(THE RECORDS):
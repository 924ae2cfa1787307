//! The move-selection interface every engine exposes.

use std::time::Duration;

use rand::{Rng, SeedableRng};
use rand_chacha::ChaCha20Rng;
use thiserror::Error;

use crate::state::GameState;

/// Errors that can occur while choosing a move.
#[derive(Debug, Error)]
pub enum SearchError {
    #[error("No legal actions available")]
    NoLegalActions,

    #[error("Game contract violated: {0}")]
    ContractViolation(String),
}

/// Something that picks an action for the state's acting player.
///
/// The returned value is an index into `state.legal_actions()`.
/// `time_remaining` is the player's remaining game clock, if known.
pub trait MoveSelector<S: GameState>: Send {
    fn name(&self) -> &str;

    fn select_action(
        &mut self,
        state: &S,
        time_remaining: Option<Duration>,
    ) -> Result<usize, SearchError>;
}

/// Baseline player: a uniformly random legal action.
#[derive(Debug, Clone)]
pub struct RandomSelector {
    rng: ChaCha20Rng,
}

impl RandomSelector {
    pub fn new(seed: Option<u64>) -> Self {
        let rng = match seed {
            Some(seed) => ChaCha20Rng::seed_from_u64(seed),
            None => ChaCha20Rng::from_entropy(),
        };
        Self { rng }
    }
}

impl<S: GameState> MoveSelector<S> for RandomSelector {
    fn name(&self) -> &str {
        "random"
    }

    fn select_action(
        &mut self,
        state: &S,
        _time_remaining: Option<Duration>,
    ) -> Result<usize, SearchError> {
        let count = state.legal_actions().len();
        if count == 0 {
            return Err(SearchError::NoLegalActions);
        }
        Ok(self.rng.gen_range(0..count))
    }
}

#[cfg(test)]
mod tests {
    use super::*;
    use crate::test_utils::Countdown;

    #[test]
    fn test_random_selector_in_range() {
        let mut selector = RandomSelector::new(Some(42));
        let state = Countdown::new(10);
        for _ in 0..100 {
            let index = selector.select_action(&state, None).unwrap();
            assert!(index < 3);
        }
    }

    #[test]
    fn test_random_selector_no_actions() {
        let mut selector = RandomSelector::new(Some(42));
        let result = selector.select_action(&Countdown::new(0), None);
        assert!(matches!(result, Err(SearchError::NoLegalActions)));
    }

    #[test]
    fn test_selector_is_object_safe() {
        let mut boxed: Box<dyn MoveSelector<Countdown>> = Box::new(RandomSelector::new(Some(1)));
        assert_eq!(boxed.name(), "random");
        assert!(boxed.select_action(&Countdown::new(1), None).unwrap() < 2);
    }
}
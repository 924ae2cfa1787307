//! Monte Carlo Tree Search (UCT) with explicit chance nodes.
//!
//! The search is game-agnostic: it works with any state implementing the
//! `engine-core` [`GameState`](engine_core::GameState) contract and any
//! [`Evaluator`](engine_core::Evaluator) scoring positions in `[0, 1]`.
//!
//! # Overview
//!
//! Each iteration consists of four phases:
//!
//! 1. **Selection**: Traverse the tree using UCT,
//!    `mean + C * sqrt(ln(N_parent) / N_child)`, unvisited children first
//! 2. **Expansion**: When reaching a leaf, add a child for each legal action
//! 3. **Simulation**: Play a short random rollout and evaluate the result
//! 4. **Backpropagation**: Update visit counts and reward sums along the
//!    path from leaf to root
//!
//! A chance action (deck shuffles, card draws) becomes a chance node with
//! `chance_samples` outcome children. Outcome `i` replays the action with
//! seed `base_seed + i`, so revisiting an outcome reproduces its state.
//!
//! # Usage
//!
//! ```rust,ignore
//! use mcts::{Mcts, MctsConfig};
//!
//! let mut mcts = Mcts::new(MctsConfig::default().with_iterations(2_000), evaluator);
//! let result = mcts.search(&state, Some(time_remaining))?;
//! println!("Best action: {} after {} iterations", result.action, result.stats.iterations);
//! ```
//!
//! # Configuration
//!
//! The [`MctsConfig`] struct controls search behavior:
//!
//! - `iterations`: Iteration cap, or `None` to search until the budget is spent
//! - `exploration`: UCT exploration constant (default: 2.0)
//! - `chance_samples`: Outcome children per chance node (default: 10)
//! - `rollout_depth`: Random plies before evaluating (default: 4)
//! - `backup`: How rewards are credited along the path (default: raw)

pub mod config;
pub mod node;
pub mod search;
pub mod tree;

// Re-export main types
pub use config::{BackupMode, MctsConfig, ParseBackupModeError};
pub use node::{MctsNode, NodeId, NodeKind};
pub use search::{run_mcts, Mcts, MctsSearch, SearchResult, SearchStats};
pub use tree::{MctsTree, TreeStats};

(EXERCISE OBJECTIVE):
Copy out, exactly and alone, the lines of the entries above between the ones holding "impl<S: GameState> MoveSelector<S>" and "let result = selector.select_action(&Countdown::new(0), None);", inclusive.

(SOLUTION FOR THIS EXERCISE):
impl<S: GameState> MoveSelector<S> for RandomSelector {
    fn name(&self) -> &str {
        "random"
    }

    fn select_action(
        &mut self,
        state: &S,
        _time_remaining: Option<Duration>,
    ) -> Result<usize, SearchError> {
        let count = state.legal_actions().len();
        if count == 0 {
            return Err(SearchError::NoLegalActions);
        }
        Ok(self.rng.gen_range(0..count))
    }
}

#[cfg(test)]
mod tests {
    use super::*;
    use crate::test_utils::Countdown;

    #[test]
    fn test_random_selector_in_range() {
        let mut selector = RandomSelector::new(Some(42));
        let state = Countdown::new(10);
        for _ in 0..100 {
            let index = selector.select_action(&state, None).unwrap();
            assert!(index < 3);
        }
    }

    #[test]
    fn test_random_selector_no_actions() {
        let mut selector = RandomSelector::new(Some(42));
        let result = selector.select_action(&Countdown::new(0), None);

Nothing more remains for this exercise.